Tip #1: Start Early!

Graduate school applications can be quite involved. At SIPA, application requirements include a personal statement, letters of recommendation, official transcripts, the GRE/GMAT or TOEFL, and a video essay. Each of these requirements can take some time to complete so starting early can not only help you feel less stressed, but it will allow for any potential bumps in the road that could derail the process.

Tip #2: Get organized.

In addition to starting early, getting organized is key to managing anxiety while applying. Regardless of how many programs you are applying to, there is a lot of information to keep track of. Whether you use pen and paper or digital organization system, my suggestion is to create a grid with each school, their requirements and deadlines. When I applied to master’s programs, I used a notebook where I created a grid with each school’s application components and checked off things as I completed them. I also added deadlines to my calendar on my phone and set reminders for a week and a day before a deadline.

Tip #3: Take Breaks.

Although it may be tempting to spend all your time on your application or power through it due to time restraints, it’s important to take breaks for yourself (and for your application). Rest your eyes of the blue light from your computer screen. Step away from your writing for a bit. This allows you to come back with a fresh perspective. Your best work comes from your best self and taking a break helps. Take a walk, listen to music, dance at home, have dinner with a friend, watch an episode (not the entire series) of your favorite show.

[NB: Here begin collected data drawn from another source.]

pub mod check;
pub mod plugins;
pub mod run;

use std::path::Path;

use anyhow::{Context, Result, anyhow};
use textpipe::{Pipeline, PipelineConfig, get_plugin_registry};

/// Load the pipeline config from `path`, or discover `textpipe.toml`.
pub fn load_config(path: Option<&Path>) -> Result<PipelineConfig> {
    match path {
        Some(path) => PipelineConfig::from_file(path)
            .with_context(|| format!("Failed to load pipeline: {}", path.display())),
        None => PipelineConfig::discover()?
            .ok_or_else(|| anyhow!("No pipeline file given and no textpipe.toml found")),
    }
}

/// Build a pipeline from its config using the global registry.
pub fn build_pipeline(config: &PipelineConfig) -> Result<Pipeline> {
    let registry = get_plugin_registry();
    let registry = registry
        .read()
        .map_err(|e| anyhow!("Plugin registry lock poisoned: {}", e))?;
    Ok(registry.build_pipeline(config)?)
}
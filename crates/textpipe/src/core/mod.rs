//! Core pipeline engine.
//!
//! Construction and validation live in [`pipeline`], execution in
//! [`orchestrator`]. The remaining modules are the pieces the orchestrator
//! coordinates.

pub mod budget;
pub mod config;
pub mod header;
pub mod orchestrator;
pub mod pipeline;
pub mod summary;
pub mod writer;

pub use budget::{BudgetGrant, LaneGuard, ThreadBudgetAllocator};
pub use config::{EngineConfig, PipelineConfig, StageConfig};
pub use header::resolve_header;
pub use orchestrator::{run_pipeline, run_pipeline_sync, run_pipeline_with_cancel};
pub use pipeline::{Pipeline, PipelineBuilder};
pub use summary::{DroppedItem, RunSummary};
pub use writer::{ThreadsafeOutputWriter, WriterStats};
//! Error types for textpipe.
//!
//! All fallible operations return [`TextpipeError`]. The variants follow the
//! pipeline's failure taxonomy:
//!
//! - `Configuration` - incompatible type chain, failed settings inspection,
//!   unknown plugin, invalid engine settings. Raised before any I/O.
//! - `Processing` - a Linear stage failed for one item. The only recoverable
//!   variant: the item is dropped and the run continues unless fail-fast is set.
//! - `OutputWrite` - the writer could not write to its destination. Aborts the run.
//! - `Settings` - a plugin rejected imported settings.
//!
//! **System errors bubble up unchanged:** `TextpipeError::Io` wraps
//! `std::io::Error` from everything except the output writer, which reports
//! `OutputWrite` so the origin of a fatal write failure stays visible.
//!
//! # Example
//!
//! ```rust
//! use textpipe::{Result, TextpipeError};
//!
//! fn read_corpus_file(path: &str) -> Result<String> {
//!     let content = std::fs::read_to_string(path)?;
//!     if content.is_empty() {
//!         return Err(TextpipeError::validation(format!("File is empty: {}", path)));
//!     }
//!     Ok(content)
//! }
//! ```
use thiserror::Error;

/// Result type alias using `TextpipeError`.
pub type Result<T> = std::result::Result<T, TextpipeError>;

/// Main error type for all textpipe operations.
#[derive(Debug, Error)]
pub enum TextpipeError {
    #[error("IO error: {0}")]
    Io(#[from] std::io::Error),

    #[error("Configuration error{}: {message}", stage_suffix(.stage))]
    Configuration { message: String, stage: Option<String> },

    #[error("Processing error in '{plugin_name}' for item {item}: {message}")]
    Processing {
        message: String,
        plugin_name: String,
        item: String,
    },

    #[error("Output write error: {message}")]
    OutputWrite {
        message: String,
        #[source]
        source: std::io::Error,
    },

    #[error("Settings error in '{plugin_name}': {message}")]
    Settings { message: String, plugin_name: String },

    #[error("Validation error: {message}")]
    Validation {
        message: String,
        #[source]
        source: Option<Box<dyn std::error::Error + Send + Sync>>,
    },

    #[error("Serialization error: {message}")]
    Serialization {
        message: String,
        #[source]
        source: Option<Box<dyn std::error::Error + Send + Sync>>,
    },

    #[error("Plugin error in '{plugin_name}': {message}")]
    Plugin { message: String, plugin_name: String },

    #[error("Run cancelled")]
    Cancelled,

    #[error("Lock poisoned: {0}")]
    LockPoisoned(String),

    #[error("{0}")]
    Other(String),
}

fn stage_suffix(stage: &Option<String>) -> String {
    match stage {
        Some(stage) => format!(" in {}", stage),
        None => String::new(),
    }
}

impl From<serde_json::Error> for TextpipeError {
    fn from(err: serde_json::Error) -> Self {
        TextpipeError::Serialization {
            message: err.to_string(),
            source: Some(Box::new(err)),
        }
    }
}

impl From<toml::ser::Error> for TextpipeError {
    fn from(err: toml::ser::Error) -> Self {
        TextpipeError::Serialization {
            message: err.to_string(),
            source: Some(Box::new(err)),
        }
    }
}

macro_rules! error_constructor {
    ($name:ident, $variant:ident) => {
        pastey::paste! {
            #[doc = "Create a " $variant " error"]
            pub fn $name<S: Into<String>>(message: S) -> Self {
                Self::$variant {
                    message: message.into(),
                    source: None,
                }
            }

            #[doc = "Create a " $variant " error with source"]
            pub fn [<$name _with_source>]<S: Into<String>, E: std::error::Error + Send + Sync + 'static>(
                message: S,
                source: E,
            ) -> Self {
                Self::$variant {
                    message: message.into(),
                    source: Some(Box::new(source)),
                }
            }
        }
    };
}

impl TextpipeError {
    error_constructor!(validation, Validation);
    error_constructor!(serialization, Serialization);

    /// Create a configuration error attributed to a stage.
    pub fn configuration<S: Into<String>, T: Into<String>>(stage: T, message: S) -> Self {
        Self::Configuration {
            message: message.into(),
            stage: Some(stage.into()),
        }
    }

    /// Create a configuration error that concerns the pipeline as a whole.
    pub fn pipeline_configuration<S: Into<String>>(message: S) -> Self {
        Self::Configuration {
            message: message.into(),
            stage: None,
        }
    }

    /// Create a settings import error for a plugin.
    pub fn settings<S: Into<String>, P: Into<String>>(plugin_name: P, message: S) -> Self {
        Self::Settings {
            message: message.into(),
            plugin_name: plugin_name.into(),
        }
    }

    /// Create a plugin lifecycle error.
    pub fn plugin<S: Into<String>, P: Into<String>>(plugin_name: P, message: S) -> Self {
        Self::Plugin {
            message: message.into(),
            plugin_name: plugin_name.into(),
        }
    }

    /// Create an output write error.
    pub fn output_write<S: Into<String>>(message: S, source: std::io::Error) -> Self {
        Self::OutputWrite {
            message: message.into(),
            source,
        }
    }

    /// Whether this error aborts the whole run.
    ///
    /// Only per-item processing failures are recoverable.
    pub fn is_fatal(&self) -> bool {
        !matches!(self, TextpipeError::Processing { .. })
    }
}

Tip #4: Sleep, Eat, and Stay Active!

When we are stressed, we sometimes neglect the things that our body and mind need like drinking water, sleeping well, eating well, and staying active. In addition to taking breaks, it is important that you participate and maintain healthy habits. Unhealthy behaviors like sleep deprivation, remaining inactive for days at a time and drinking a lot of coffee can lead to burnout, forgetfulness, and loss of creativity.

Tip #5: Seek Support from Friends and Family.

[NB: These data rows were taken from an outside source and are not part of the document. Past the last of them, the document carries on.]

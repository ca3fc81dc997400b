//! Thread-safe output writer.
//!
//! The writer is the only owner of the output destination. Lanes hand it
//! finished row blocks; it serializes physical writes, writes the header exactly
//! once ahead of the first body row, keeps each item's rows contiguous and,
//! in input-order mode, holds early finishers in a reorder buffer until the write
//! cursor reaches them.

use crate::plugins::Destination;
use crate::types::OutputOrdering;
use crate::{Result, TextpipeError};
use parking_lot::Mutex;
use std::collections::BTreeMap;
use std::io::Write;

/// Counters reported when the writer is closed.
#[derive(Debug, Clone, Copy, Default, PartialEq, Eq)]
pub struct WriterStats {
    /// Whether this writer wrote a header line itself.
    pub header_written: bool,
    pub items_written: usize,
    pub rows_written: usize,
}

struct WriterState {
    sink: Option<Box<dyn Write + Send>>,
    header: Option<String>,
    header_done: bool,
    next_index: usize,
    pending: BTreeMap<usize, Option<Vec<String>>>,
    stats: WriterStats,
}

impl WriterState {
    fn sink(&mut self) -> Result<&mut Box<dyn Write + Send>> {
        self.sink.as_mut().ok_or_else(|| {
            TextpipeError::output_write(
                "writer already closed",
                std::io::Error::new(std::io::ErrorKind::BrokenPipe, "writer closed"),
            )
        })
    }

    fn ensure_header(&mut self) -> Result<()> {
        if self.header_done {
            return Ok(());
        }
        if let Some(header) = self.header.take() {
            let sink = self.sink()?;
            writeln!(sink, "{}", header)
                .map_err(|e| TextpipeError::output_write("failed to write header", e))?;
            self.stats.header_written = true;
        }
        self.header_done = true;
        Ok(())
    }

    fn write_block(&mut self, lines: &[String]) -> Result<()> {
        self.ensure_header()?;
        let sink = self.sink()?;
        for line in lines {
            writeln!(sink, "{}", line).map_err(|e| TextpipeError::output_write("failed to write row", e))?;
        }
        self.stats.items_written += 1;
        self.stats.rows_written += lines.len();
        Ok(())
    }

    fn drain_ready(&mut self) -> Result<()> {
        while let Some(block) = self.pending.remove(&self.next_index) {
            if let Some(lines) = block {
                self.write_block(&lines)?;
            }
            self.next_index += 1;
        }
        Ok(())
    }
}

/// Serializes concurrent writes into one destination.
pub struct ThreadsafeOutputWriter {
    ordering: OutputOrdering,
    state: Mutex<WriterState>,
}

impl ThreadsafeOutputWriter {
    /// Take ownership of `destination`.
    ///
    /// `header` is written before the first body row unless the destination
    /// already carries a header (append to a populated destination).
    pub fn new(destination: Destination, header: Option<String>, ordering: OutputOrdering) -> Self {
        let Destination { sink, existing_header } = destination;

        let header = match (existing_header, header) {
            (Some(existing), Some(wanted)) => {
                if existing.trim_end() != wanted.trim_end() {
                    tracing::warn!(
                        existing = %existing,
                        expected = %wanted,
                        "Appending to destination whose header differs from the pipeline header"
                    );
                }
                None
            }
            (Some(_), None) => None,
            (None, header) => header,
        };

        Self {
            ordering,
            state: Mutex::new(WriterState {
                sink: Some(sink),
                header,
                header_done: false,
                next_index: 0,
                pending: BTreeMap::new(),
                stats: WriterStats::default(),
            }),
        }
    }

    pub fn ordering(&self) -> OutputOrdering {
        self.ordering
    }

    /// Write the row block of item `index`.
    ///
    /// In arrival mode the block is written immediately. In input mode it is
    /// written once every lower index has been written or skipped.
    pub fn write_item(&self, index: usize, lines: Vec<String>) -> Result<()> {
        let mut state = self.state.lock();
        match self.ordering {
            OutputOrdering::Arrival => state.write_block(&lines),
            OutputOrdering::Input => {
                if index < state.next_index || state.pending.contains_key(&index) {
                    return Err(TextpipeError::Other(format!("item {} delivered to writer twice", index)));
                }
                state.pending.insert(index, Some(lines));
                state.drain_ready()
            }
        }
    }

    /// Mark item `index` as producing no output (dropped or cancelled).
    ///
    /// Required in input mode so the write cursor can move past it.
    pub fn skip_item(&self, index: usize) -> Result<()> {
        if self.ordering == OutputOrdering::Arrival {
            return Ok(());
        }
        let mut state = self.state.lock();
        if index < state.next_index || state.pending.contains_key(&index) {
            return Ok(());
        }
        state.pending.insert(index, None);
        state.drain_ready()
    }

    /// Write lines after every item block (trailing end-of-stream rows).
    ///
    /// Anything still held in the reorder buffer is flushed first, in index order.
    pub fn write_trailer(&self, lines: &[String]) -> Result<()> {
        let mut state = self.state.lock();
        Self::flush_pending(&mut state)?;
        state.ensure_header()?;
        let sink = state.sink()?;
        for line in lines {
            writeln!(sink, "{}", line).map_err(|e| TextpipeError::output_write("failed to write trailer", e))?;
        }
        state.stats.rows_written += lines.len();
        Ok(())
    }

    /// Flush remaining blocks and the header, then close the destination.
    ///
    /// A run without any body rows still produces the header. Calling `finish`
    /// twice returns the same statistics.
    pub fn finish(&self) -> Result<WriterStats> {
        let mut state = self.state.lock();
        if state.sink.is_none() {
            return Ok(state.stats);
        }
        Self::flush_pending(&mut state)?;
        state.ensure_header()?;
        if let Some(mut sink) = state.sink.take() {
            sink.flush()
                .map_err(|e| TextpipeError::output_write("failed to flush output", e))?;
        }
        Ok(state.stats)
    }

    /// Number of finished blocks held in the reorder buffer.
    pub fn backlog(&self) -> usize {
        self.state.lock().pending.len()
    }

    /// Current counters.
    pub fn stats(&self) -> WriterStats {
        self.state.lock().stats
    }

    fn flush_pending(state: &mut WriterState) -> Result<()> {
        let pending = std::mem::take(&mut state.pending);
        for (index, block) in pending {
            if let Some(lines) = block {
                state.write_block(&lines)?;
            }
            state.next_index = index + 1;
        }
        Ok(())
    }
}

impl std::fmt::Debug for ThreadsafeOutputWriter {
    fn fmt(&self, f: &mut std::fmt::Formatter<'_>) -> std::fmt::Result {
        f.debug_struct("ThreadsafeOutputWriter")
            .field("ordering", &self.ordering)
            .field("stats", &self.stats())
            .finish()
    }
}

#[cfg(test)]
mod tests {
    use super::*;
    use std::sync::Arc;

    #[derive(Clone, Default)]
    struct SharedBuf(Arc<Mutex<Vec<u8>>>);

    impl Write for SharedBuf {
        fn write(&mut self, buf: &[u8]) -> std::io::Result<usize> {
            self.0.lock().extend_from_slice(buf);
            Ok(buf.len())
        }
        fn flush(&mut self) -> std::io::Result<()> {
            Ok(())
        }
    }

    impl SharedBuf {
        fn lines(&self) -> Vec<String> {
            String::from_utf8(self.0.lock().clone())
                .unwrap()
                .lines()
                .map(str::to_string)
                .collect()
        }
    }

    struct FailingSink;

    impl Write for FailingSink {
        fn write(&mut self, _: &[u8]) -> std::io::Result<usize> {
            Err(std::io::Error::other("disk full"))
        }
        fn flush(&mut self) -> std::io::Result<()> {
            Ok(())
        }
    }

    fn writer(buf: &SharedBuf, header: Option<&str>, ordering: OutputOrdering) -> ThreadsafeOutputWriter {
        ThreadsafeOutputWriter::new(
            Destination::new(Box::new(buf.clone())),
            header.map(str::to_string),
            ordering,
        )
    }

    fn block(tag: &str, n: usize) -> Vec<String> {
        (0..n).map(|i| format!("{}-{}", tag, i)).collect()
    }

    #[test]
    fn test_header_written_once_before_rows() {
        let buf = SharedBuf::default();
        let w = writer(&buf, Some("H"), OutputOrdering::Arrival);
        w.write_item(1, block("b", 2)).unwrap();
        w.write_item(0, block("a", 1)).unwrap();
        let stats = w.finish().unwrap();
        assert_eq!(buf.lines(), vec!["H", "b-0", "b-1", "a-0"]);
        assert!(stats.header_written);
        assert_eq!(stats.items_written, 2);
        assert_eq!(stats.rows_written, 3);
    }

    #[test]
    fn test_input_order_reorders_blocks() {
        let buf = SharedBuf::default();
        let w = writer(&buf, Some("H"), OutputOrdering::Input);
        w.write_item(2, block("c", 1)).unwrap();
        w.write_item(1, block("b", 1)).unwrap();
        assert_eq!(buf.lines(), Vec::<String>::new());
        w.write_item(0, block("a", 1)).unwrap();
        assert_eq!(buf.lines(), vec!["H", "a-0", "b-0", "c-0"]);
        w.finish().unwrap();
    }

    #[test]
    fn test_backlog_counts_held_blocks() {
        let buf = SharedBuf::default();
        let w = writer(&buf, None, OutputOrdering::Input);
        w.write_item(2, block("c", 1)).unwrap();
        w.write_item(1, block("b", 1)).unwrap();
        assert_eq!(w.backlog(), 2);
        w.write_item(0, block("a", 1)).unwrap();
        assert_eq!(w.backlog(), 0);

        let arrival = writer(&buf, None, OutputOrdering::Arrival);
        arrival.write_item(5, block("f", 1)).unwrap();
        assert_eq!(arrival.backlog(), 0);
    }

    #[test]
    fn test_skip_advances_cursor() {
        let buf = SharedBuf::default();
        let w = writer(&buf, None, OutputOrdering::Input);
        w.write_item(1, block("b", 1)).unwrap();
        w.skip_item(0).unwrap();
        w.write_item(2, block("c", 1)).unwrap();
        assert_eq!(buf.lines(), vec!["b-0", "c-0"]);
        assert_eq!(w.finish().unwrap().items_written, 2);
    }

    #[test]
    fn test_duplicate_delivery_rejected() {
        let buf = SharedBuf::default();
        let w = writer(&buf, None, OutputOrdering::Input);
        w.write_item(0, block("a", 1)).unwrap();
        assert!(w.write_item(0, block("a", 1)).is_err());
    }

    #[test]
    fn test_finish_flushes_gaps_and_writes_header_for_empty_run() {
        let buf = SharedBuf::default();
        let w = writer(&buf, Some("H"), OutputOrdering::Input);
        let stats = w.finish().unwrap();
        assert_eq!(buf.lines(), vec!["H"]);
        assert_eq!(stats.rows_written, 0);

        let buf = SharedBuf::default();
        let w = writer(&buf, Some("H"), OutputOrdering::Input);
        w.write_item(3, block("d", 1)).unwrap();
        w.finish().unwrap();
        assert_eq!(buf.lines(), vec!["H", "d-0"]);
    }

    #[test]
    fn test_existing_header_not_rewritten() {
        let buf = SharedBuf::default();
        let w = ThreadsafeOutputWriter::new(
            Destination {
                sink: Box::new(buf.clone()),
                existing_header: Some("H".to_string()),
            },
            Some("H".to_string()),
            OutputOrdering::Arrival,
        );
        w.write_item(0, block("a", 1)).unwrap();
        let stats = w.finish().unwrap();
        assert_eq!(buf.lines(), vec!["a-0"]);
        assert!(!stats.header_written);
    }

    #[test]
    fn test_trailer_follows_all_blocks() {
        let buf = SharedBuf::default();
        let w = writer(&buf, Some("H"), OutputOrdering::Input);
        w.write_item(1, block("b", 1)).unwrap();
        w.write_trailer(&["TOTAL".to_string()]).unwrap();
        w.finish().unwrap();
        assert_eq!(buf.lines(), vec!["H", "b-0", "TOTAL"]);
    }

    #[test]
    fn test_write_failure_is_output_write_error() {
        let w = ThreadsafeOutputWriter::new(
            Destination::new(Box::new(FailingSink)),
            Some("H".to_string()),
            OutputOrdering::Arrival,
        );
        let err = w.write_item(0, block("a", 1)).unwrap_err();
        assert!(matches!(err, TextpipeError::OutputWrite { .. }));
    }

    #[test]
    fn test_concurrent_blocks_stay_contiguous() {
        let buf = SharedBuf::default();
        let w = Arc::new(writer(&buf, Some("H"), OutputOrdering::Arrival));
        std::thread::scope(|scope| {
            for item in 0..16 {
                let w = Arc::clone(&w);
                scope.spawn(move || w.write_item(item, block(&format!("i{}", item), 5)).unwrap());
            }
        });
        w.finish().unwrap();

        let lines = buf.lines();
        assert_eq!(lines[0], "H");
        assert_eq!(lines.len(), 1 + 16 * 5);
        for chunk in lines[1..].chunks(5) {
            let tag = chunk[0].split('-').next().unwrap();
            assert!(chunk.iter().all(|l| l.starts_with(&format!("{}-", tag))));
        }
    }

    #[test]
    fn test_finish_is_idempotent() {
        let buf = SharedBuf::default();
        let w = writer(&buf, Some("H"), OutputOrdering::Arrival);
        w.write_item(0, block("a", 1)).unwrap();
        let first = w.finish().unwrap();
        let second = w.finish().unwrap();
        assert_eq!(first, second);
        assert!(w.write_item(1, block("b", 1)).is_err());
    }
}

Talk to your support system. Whether is it a friend, a coworker or a family member. Let them know if you feel overwhelmed or stressed. They’ve supported you through other stressful times and they will do so again.

Tip #6: Talk to a Counselor, Advisor or Mentor.

Talking to a professional counselor, trusted advisor or mentor can also be helpful, especially if you do not have someone in your support system who has gone through the graduate school application process. Talk to your therapist, reach out to mentor at work or a college advisor from your undergraduate studies. They can help you with any anxiety that you are experiencing and can share with you any advice they might have.

Tip #7: Limit the Amount of People You Have Look at Your Application.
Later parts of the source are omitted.